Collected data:
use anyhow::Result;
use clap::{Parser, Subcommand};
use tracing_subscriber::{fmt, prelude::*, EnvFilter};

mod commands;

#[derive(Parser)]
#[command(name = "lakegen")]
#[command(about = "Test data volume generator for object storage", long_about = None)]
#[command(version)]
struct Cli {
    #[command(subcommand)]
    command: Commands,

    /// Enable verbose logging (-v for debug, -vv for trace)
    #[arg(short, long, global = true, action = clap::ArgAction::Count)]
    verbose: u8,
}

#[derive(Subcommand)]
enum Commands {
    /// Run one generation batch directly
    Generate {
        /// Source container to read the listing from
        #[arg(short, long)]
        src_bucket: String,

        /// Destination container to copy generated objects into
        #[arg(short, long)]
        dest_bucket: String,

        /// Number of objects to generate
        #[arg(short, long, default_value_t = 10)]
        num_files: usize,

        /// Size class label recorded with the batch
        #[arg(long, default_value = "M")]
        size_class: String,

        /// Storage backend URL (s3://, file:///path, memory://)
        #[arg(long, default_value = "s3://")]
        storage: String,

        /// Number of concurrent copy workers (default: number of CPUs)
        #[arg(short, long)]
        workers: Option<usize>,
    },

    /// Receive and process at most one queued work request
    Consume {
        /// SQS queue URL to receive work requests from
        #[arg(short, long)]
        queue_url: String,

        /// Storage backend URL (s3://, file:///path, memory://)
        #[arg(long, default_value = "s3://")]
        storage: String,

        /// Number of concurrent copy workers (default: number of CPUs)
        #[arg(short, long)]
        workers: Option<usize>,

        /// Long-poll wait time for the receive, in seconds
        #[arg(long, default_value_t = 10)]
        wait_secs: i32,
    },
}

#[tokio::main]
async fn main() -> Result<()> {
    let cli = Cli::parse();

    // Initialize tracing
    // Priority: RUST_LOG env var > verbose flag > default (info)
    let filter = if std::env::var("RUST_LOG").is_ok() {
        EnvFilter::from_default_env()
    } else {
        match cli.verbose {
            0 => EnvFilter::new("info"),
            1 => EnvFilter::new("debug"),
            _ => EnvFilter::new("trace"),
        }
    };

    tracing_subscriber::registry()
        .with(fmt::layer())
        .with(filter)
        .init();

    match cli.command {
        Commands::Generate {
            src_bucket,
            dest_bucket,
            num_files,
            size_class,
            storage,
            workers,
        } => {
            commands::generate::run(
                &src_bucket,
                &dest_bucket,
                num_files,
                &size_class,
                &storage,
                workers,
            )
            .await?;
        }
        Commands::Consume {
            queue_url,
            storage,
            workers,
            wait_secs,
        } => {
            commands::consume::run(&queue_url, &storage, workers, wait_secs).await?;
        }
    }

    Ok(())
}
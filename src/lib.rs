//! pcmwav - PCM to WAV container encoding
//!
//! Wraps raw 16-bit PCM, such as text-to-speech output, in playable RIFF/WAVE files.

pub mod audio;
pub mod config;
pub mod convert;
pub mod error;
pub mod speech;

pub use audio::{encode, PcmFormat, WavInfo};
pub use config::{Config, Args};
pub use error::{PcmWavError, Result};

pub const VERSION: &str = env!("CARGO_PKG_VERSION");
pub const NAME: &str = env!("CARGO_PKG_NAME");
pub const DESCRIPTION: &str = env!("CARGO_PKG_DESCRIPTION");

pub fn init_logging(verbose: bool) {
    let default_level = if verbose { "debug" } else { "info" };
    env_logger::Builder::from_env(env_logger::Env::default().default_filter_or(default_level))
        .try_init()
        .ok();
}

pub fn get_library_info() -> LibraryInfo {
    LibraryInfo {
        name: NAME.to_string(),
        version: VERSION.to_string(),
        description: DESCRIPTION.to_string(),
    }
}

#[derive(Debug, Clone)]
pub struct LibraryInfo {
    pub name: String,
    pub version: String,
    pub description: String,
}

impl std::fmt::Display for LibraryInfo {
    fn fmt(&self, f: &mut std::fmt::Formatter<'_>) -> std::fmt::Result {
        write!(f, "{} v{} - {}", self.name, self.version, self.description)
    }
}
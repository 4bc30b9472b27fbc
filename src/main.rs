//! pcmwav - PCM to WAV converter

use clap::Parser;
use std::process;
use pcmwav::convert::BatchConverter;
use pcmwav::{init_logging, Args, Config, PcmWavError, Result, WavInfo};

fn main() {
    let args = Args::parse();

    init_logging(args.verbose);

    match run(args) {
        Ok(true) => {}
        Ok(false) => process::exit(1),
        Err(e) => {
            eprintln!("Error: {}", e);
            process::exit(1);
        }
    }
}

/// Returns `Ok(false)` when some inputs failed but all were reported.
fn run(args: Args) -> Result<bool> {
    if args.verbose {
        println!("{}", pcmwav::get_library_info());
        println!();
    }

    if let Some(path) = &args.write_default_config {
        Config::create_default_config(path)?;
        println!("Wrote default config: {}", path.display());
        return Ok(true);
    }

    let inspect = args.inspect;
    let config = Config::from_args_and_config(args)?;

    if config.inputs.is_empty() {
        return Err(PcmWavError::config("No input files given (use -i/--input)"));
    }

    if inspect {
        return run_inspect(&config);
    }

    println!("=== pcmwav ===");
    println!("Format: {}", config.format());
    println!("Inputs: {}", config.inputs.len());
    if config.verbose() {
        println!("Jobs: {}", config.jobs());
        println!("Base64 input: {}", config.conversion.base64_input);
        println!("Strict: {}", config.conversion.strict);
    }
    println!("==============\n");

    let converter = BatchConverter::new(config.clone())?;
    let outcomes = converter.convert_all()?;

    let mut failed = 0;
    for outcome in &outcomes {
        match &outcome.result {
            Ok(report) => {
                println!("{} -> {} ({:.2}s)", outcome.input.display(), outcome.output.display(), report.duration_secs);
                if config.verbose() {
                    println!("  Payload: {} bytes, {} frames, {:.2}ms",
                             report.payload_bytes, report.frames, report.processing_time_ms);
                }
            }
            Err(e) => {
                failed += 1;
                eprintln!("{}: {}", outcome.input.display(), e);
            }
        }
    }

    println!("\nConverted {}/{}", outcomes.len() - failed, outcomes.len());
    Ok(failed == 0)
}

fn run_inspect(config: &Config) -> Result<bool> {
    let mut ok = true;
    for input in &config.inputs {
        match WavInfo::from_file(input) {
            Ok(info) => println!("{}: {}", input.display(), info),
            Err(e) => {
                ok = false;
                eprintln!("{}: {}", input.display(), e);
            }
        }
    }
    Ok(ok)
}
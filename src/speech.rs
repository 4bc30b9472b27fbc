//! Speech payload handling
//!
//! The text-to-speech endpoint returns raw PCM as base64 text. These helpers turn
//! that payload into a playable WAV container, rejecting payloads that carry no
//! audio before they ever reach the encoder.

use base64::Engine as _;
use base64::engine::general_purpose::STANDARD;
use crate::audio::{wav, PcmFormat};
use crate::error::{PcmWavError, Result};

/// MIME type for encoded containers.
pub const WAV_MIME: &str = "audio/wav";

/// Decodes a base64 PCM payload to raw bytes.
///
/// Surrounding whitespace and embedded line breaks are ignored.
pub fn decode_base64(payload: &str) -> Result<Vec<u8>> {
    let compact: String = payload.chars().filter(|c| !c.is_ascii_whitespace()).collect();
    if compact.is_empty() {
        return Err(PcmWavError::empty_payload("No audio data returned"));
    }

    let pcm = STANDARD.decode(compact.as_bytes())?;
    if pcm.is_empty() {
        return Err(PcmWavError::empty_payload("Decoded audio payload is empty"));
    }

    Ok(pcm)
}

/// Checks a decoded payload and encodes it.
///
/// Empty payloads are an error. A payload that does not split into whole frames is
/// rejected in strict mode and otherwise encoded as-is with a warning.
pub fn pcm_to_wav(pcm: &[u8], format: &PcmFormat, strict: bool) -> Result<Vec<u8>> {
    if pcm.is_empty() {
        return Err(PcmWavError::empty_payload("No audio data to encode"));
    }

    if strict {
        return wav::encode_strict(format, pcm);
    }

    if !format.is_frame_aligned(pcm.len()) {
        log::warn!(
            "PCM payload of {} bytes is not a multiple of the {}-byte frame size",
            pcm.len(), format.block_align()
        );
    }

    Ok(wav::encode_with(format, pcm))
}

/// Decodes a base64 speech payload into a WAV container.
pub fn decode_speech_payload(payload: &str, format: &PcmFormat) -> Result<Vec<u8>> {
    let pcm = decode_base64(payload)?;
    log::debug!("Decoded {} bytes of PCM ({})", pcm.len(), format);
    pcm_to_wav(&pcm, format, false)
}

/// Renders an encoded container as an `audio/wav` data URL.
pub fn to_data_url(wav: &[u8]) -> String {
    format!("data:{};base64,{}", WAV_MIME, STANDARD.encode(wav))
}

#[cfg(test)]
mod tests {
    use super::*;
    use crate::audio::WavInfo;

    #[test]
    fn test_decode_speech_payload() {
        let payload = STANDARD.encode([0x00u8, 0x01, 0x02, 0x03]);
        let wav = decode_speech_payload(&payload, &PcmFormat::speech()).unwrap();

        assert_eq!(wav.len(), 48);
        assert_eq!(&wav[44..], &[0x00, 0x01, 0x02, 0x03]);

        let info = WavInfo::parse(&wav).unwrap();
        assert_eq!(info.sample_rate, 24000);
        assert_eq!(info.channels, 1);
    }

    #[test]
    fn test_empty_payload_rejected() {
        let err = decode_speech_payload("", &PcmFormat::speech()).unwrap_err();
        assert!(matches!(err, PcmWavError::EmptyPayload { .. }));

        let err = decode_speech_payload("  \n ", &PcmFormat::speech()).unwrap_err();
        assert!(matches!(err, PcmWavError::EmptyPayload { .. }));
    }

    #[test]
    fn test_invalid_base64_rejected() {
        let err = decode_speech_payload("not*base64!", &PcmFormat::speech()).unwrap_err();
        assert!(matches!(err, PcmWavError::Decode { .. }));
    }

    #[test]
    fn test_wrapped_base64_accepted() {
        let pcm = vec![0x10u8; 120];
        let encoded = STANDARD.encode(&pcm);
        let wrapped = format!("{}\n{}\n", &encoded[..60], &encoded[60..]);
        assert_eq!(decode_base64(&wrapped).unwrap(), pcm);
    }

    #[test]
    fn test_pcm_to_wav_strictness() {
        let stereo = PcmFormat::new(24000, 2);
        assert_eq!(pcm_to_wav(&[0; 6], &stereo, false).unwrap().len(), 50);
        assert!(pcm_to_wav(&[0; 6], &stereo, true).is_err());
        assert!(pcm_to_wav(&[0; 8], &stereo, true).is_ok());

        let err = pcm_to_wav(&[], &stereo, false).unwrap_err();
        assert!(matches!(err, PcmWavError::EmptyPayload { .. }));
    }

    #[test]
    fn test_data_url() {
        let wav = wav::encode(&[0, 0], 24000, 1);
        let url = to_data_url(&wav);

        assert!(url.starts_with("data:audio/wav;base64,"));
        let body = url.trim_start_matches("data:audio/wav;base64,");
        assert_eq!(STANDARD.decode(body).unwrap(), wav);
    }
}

§ **Exercise brief**: Return each line of the data where the word "encoded" appears.

§ **Answer below**:
/// MIME type for encoded containers.
/// rejected in strict mode and otherwise encoded as-is with a warning.
/// Renders an encoded container as an `audio/wav` data URL.
        let encoded = STANDARD.encode(&pcm);
        let wrapped = format!("{}\n{}\n", &encoded[..60], &encoded[60..]);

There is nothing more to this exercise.